Profile: Marcel LeBrun

Oct 22, 2001  •  Post A Comment

Title: President and CEO of iMagicTV, a provider of software products and related services that enable telephone companies and other service providers to deliver multichannel digital television and interactive media services to their subscribers over a broadband network infrastructure. The company is based in Saint John, New Brunswick, Canada.
Background: Prior to co-founding iMagicTV in November 1997, Mr. LeBrun was managing director of electronic commerce at NBTel.
Benefits: “iMagic pioneered this space. That means we’re the furthest along. There are other competitors who’ve come online with software products like us, but they haven’t had successful deployments. So there are all kinds of little bugs, features and software capabilities that we’ve developed over the last three years that competitors have a ways to catch up to.
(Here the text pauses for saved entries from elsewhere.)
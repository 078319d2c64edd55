// ============================================================
// Layer 1 — Pretty Printing
// ============================================================
// Renders a passage with one character span highlighted, for
// showing predicted answers in context.

pub const BOLD:  &str = "\x1b[1m";
pub const GREEN: &str = "\x1b[32m";
pub const RESET: &str = "\x1b[0m";

#[derive(Debug, Clone, Copy, PartialEq, Eq)]
pub enum HighlightStyle {
    /// Bold green terminal escape codes
    Ansi,
    /// Plain `[[` ... `]]` markers, for logs and pipes
    Brackets,
}

/// `passage` with characters [start, end) marked. Offsets are
/// clamped to the passage; an empty span leaves it unchanged.
pub fn highlight(passage: &str, start: usize, end: usize, style: HighlightStyle) -> String {
    let len   = passage.chars().count();
    let end   = end.min(len);
    let start = start.min(end);
    if start == end {
        return passage.to_string();
    }

    let (open, close) = match style {
        HighlightStyle::Ansi     => (format!("{BOLD}{GREEN}"), RESET.to_string()),
        HighlightStyle::Brackets => ("[[".to_string(), "]]".to_string()),
    };

    let mut out = String::with_capacity(passage.len() + open.len() + close.len());
    for (i, c) in passage.chars().enumerate() {
        if i == start {
            out.push_str(&open);
        }
        out.push(c);
        if i + 1 == end {
            out.push_str(&close);
        }
    }
    out
}

#[cfg(test)]
mod tests {
    use super::*;

    #[test]
    fn test_brackets_mark_the_span() {
        let out = highlight("Paris is the capital.", 0, 5, HighlightStyle::Brackets);
        assert_eq!(out, "[[Paris]] is the capital.");
    }

    #[test]
    fn test_ansi_wraps_span_in_escapes() {
        let out = highlight("in 1889", 3, 7, HighlightStyle::Ansi);
        assert_eq!(out, format!("in {BOLD}{GREEN}1889{RESET}"));
    }

    #[test]
    fn test_offsets_clamp_and_empty_span_is_noop() {
        assert_eq!(highlight("abc", 1, 99, HighlightStyle::Brackets), "a[[bc]]");
        assert_eq!(highlight("abc", 2, 2, HighlightStyle::Brackets), "abc");
        assert_eq!(highlight("abc", 3, 1, HighlightStyle::Brackets), "abc");
    }

    #[test]
    fn test_multibyte_characters_use_char_offsets() {
        assert_eq!(highlight("café au lait", 0, 4, HighlightStyle::Brackets), "[[café]] au lait");
    }
}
And telcos in particular want to go with the proven solution. They don’t want to take a risk, because there’s enough risk in introducing a new service to begin with-why add risk upon risk and go with something unproven?”
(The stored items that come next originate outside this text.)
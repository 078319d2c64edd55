// ============================================================
// Layer 4 — Pretrained Embedding Loader
// ============================================================
// Reads word vectors from disk into an immutable Embeddings table.
//
// Supported formats:
//   glove           "<token> <f1> <f2> ... <fD>" per line
//   word2vec        "<count> <dim>" header, then glove-style rows
//   word2vec_bin    "<count> <dim>\n" header, then per row the token
//                   bytes up to a space followed by D little-endian
//                   f32 values (and an optional '\n')
//
// The dimensionality of a glove file is taken from its first row;
// every later row must match it.

use std::{
    fmt,
    fs,
    io::{BufRead, BufReader, Read},
    path::Path,
    str::FromStr,
};

use serde::{Deserialize, Serialize};

use crate::domain::embeddings::Embeddings;
use crate::error::{ReaderError, Result};

/// Upper bound on rows reserved up front for a binary word2vec file.
const PREALLOCATED_ROWS: usize = 1 << 16;
/// Largest vector (in bytes) a binary row may declare.
const MAX_BINARY_ROW_BYTES: usize = 1 << 24;

#[derive(Debug, Clone, Copy, PartialEq, Eq, Serialize, Deserialize)]
pub enum EmbeddingFormat {
    #[serde(rename = "glove")]
    Glove,
    #[serde(rename = "word2vec")]
    Word2VecText,
    #[serde(rename = "word2vec_bin")]
    Word2VecBinary,
}

impl FromStr for EmbeddingFormat {
    type Err = String;

    fn from_str(s: &str) -> std::result::Result<Self, Self::Err> {
        match s.to_ascii_lowercase().as_str() {
            "glove"                             => Ok(Self::Glove),
            "word2vec" | "word2vec_text"        => Ok(Self::Word2VecText),
            "word2vec_bin" | "word2vec_binary"  => Ok(Self::Word2VecBinary),
            other => Err(format!(
                "unknown embedding format '{other}' (expected glove, word2vec or word2vec_bin)"
            )),
        }
    }
}

impl fmt::Display for EmbeddingFormat {
    fn fmt(&self, f: &mut fmt::Formatter<'_>) -> fmt::Result {
        let name = match self {
            Self::Glove          => "glove",
            Self::Word2VecText   => "word2vec",
            Self::Word2VecBinary => "word2vec_bin",
        };
        f.write_str(name)
    }
}

/// Load an embedding table from `path`.
pub fn load_embeddings(path: impl AsRef<Path>, format: EmbeddingFormat) -> Result<Embeddings> {
    let path = path.as_ref();
    let file = fs::File::open(path).map_err(|e| ReaderError::io(path, e))?;
    let mut reader = BufReader::new(file);

    let embeddings = match format {
        EmbeddingFormat::Glove          => read_text_rows(path, &mut reader, None)?,
        EmbeddingFormat::Word2VecText   => {
            let (_, dim) = read_header(path, &mut reader)?;
            read_text_rows(path, &mut reader, Some(dim))?
        }
        EmbeddingFormat::Word2VecBinary => read_binary_rows(path, &mut reader)?,
    };

    if embeddings.is_empty() {
        return Err(ReaderError::format(path, "no embedding rows found"));
    }

    tracing::info!(
        "Loaded {} embeddings of dim {} from '{}' ({})",
        embeddings.len(),
        embeddings.dim(),
        path.display(),
        format
    );
    Ok(embeddings)
}

/// Parse the "<count> <dim>" header of a word2vec file.
fn read_header(path: &Path, reader: &mut impl BufRead) -> Result<(usize, usize)> {
    let mut line = String::new();
    reader.read_line(&mut line).map_err(|e| ReaderError::io(path, e))?;

    let mut fields = line.split_whitespace().map(str::parse::<usize>);
    match (fields.next(), fields.next(), fields.next()) {
        (Some(Ok(count)), Some(Ok(dim)), None) if dim > 0 => Ok((count, dim)),
        _ => Err(ReaderError::format(
            path,
            format!("line 1: expected '<count> <dim>' header, found '{}'", line.trim_end()),
        )),
    }
}

fn read_text_rows(
    path:     &Path,
    reader:   &mut impl BufRead,
    mut dim:  Option<usize>,
) -> Result<Embeddings> {
    // The header (if any) has already been consumed.
    let first_line = if dim.is_some() { 2 } else { 1 };
    let mut rows = Vec::new();

    for (offset, line) in reader.lines().enumerate() {
        let line_no = first_line + offset;
        let line = line.map_err(|e| match e.kind() {
            std::io::ErrorKind::InvalidData => {
                ReaderError::format(path, format!("line {line_no}: invalid UTF-8"))
            }
            _ => ReaderError::io(path, e),
        })?;
        let line = line.trim_end();
        if line.is_empty() {
            continue;
        }

        let mut fields = line.split(' ');
        let token = fields.next().unwrap_or_default().to_string();
        let vector = fields
            .filter(|f| !f.is_empty())
            .map(str::parse::<f32>)
            .collect::<std::result::Result<Vec<f32>, _>>()
            .map_err(|e| ReaderError::format(path, format!("line {line_no}: {e}")))?;

        let expected = *dim.get_or_insert(vector.len());
        if vector.is_empty() || vector.len() != expected {
            return Err(ReaderError::format(
                path,
                format!(
                    "line {line_no}: '{token}' has {} components, expected {expected}",
                    vector.len()
                ),
            ));
        }
        rows.push((token, vector));
    }

    build_table(path, dim.unwrap_or(0), rows)
}

fn read_binary_rows(path: &Path, reader: &mut BufReader<fs::File>) -> Result<Embeddings> {
    let (count, dim) = read_header(path, reader)?;
    let row_bytes = dim
        .checked_mul(4)
        .filter(|&n| n <= MAX_BINARY_ROW_BYTES)
        .ok_or_else(|| ReaderError::format(path, format!("line 1: dimension {dim} too large")))?;
    // The header count is untrusted; grow the table as rows arrive.
    let mut rows = Vec::with_capacity(count.min(PREALLOCATED_ROWS));
    let mut buf  = vec![0u8; row_bytes];

    for row in 0..count {
        let mut token_bytes = Vec::new();
        reader
            .read_until(b' ', &mut token_bytes)
            .map_err(|e| ReaderError::io(path, e))?;
        if token_bytes.last() != Some(&b' ') {
            return Err(ReaderError::format(
                path,
                format!("row {}: truncated file, expected {count} rows", row + 1),
            ));
        }
        token_bytes.pop();
        let token = String::from_utf8_lossy(&token_bytes)
            .trim_start_matches('\n')
            .to_string();

        reader
            .read_exact(&mut buf)
            .map_err(|_| ReaderError::format(path, format!("row {}: truncated vector for '{token}'", row + 1)))?;
        let vector = buf
            .chunks_exact(4)
            .map(|b| f32::from_le_bytes([b[0], b[1], b[2], b[3]]))
            .collect();
        rows.push((token, vector));
    }

    build_table(path, dim, rows)
}

fn build_table(path: &Path, dim: usize, rows: Vec<(String, Vec<f32>)>) -> Result<Embeddings> {
    let total = rows.len();
    let embeddings = Embeddings::from_rows(dim, rows)
        .map_err(|message| ReaderError::format(path, message))?;
    if embeddings.len() < total {
        tracing::warn!(
            "Skipped {} duplicate tokens in '{}'",
            total - embeddings.len(),
            path.display()
        );
    }
    Ok(embeddings)
}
Projects: “Our most recent customer announcement was around our design win with SingaporeTel, which was a few months after we launched our business in Singapore. SingTel is a very watched telco in Asia in terms of what they do and how they do it. So we’re very happy about that design win.”
Challenges: “The one we eat and breathe is the timing of the development of this market. And the most significant influencing factor around that is the current economic climate. It is just brutal out there from that perspective.”
Future: “You need to exercise leadership within your circle of influence. So iMagic is going to be active. We’re not just going to sit around and hope for the market to unlock. We’re always exploring our strategic options to try and accelerate the unlocking of this market and increase our competitive differentiation against others. … There is a competitive battle going on-it’s battle for mind share, and it’s battle for leadership prior to the battle for market share. Because you can’t argue there’s a battle for market share until you have a large market. So right now it’s a battle for leadership, and we’re fighting that very aggressively.”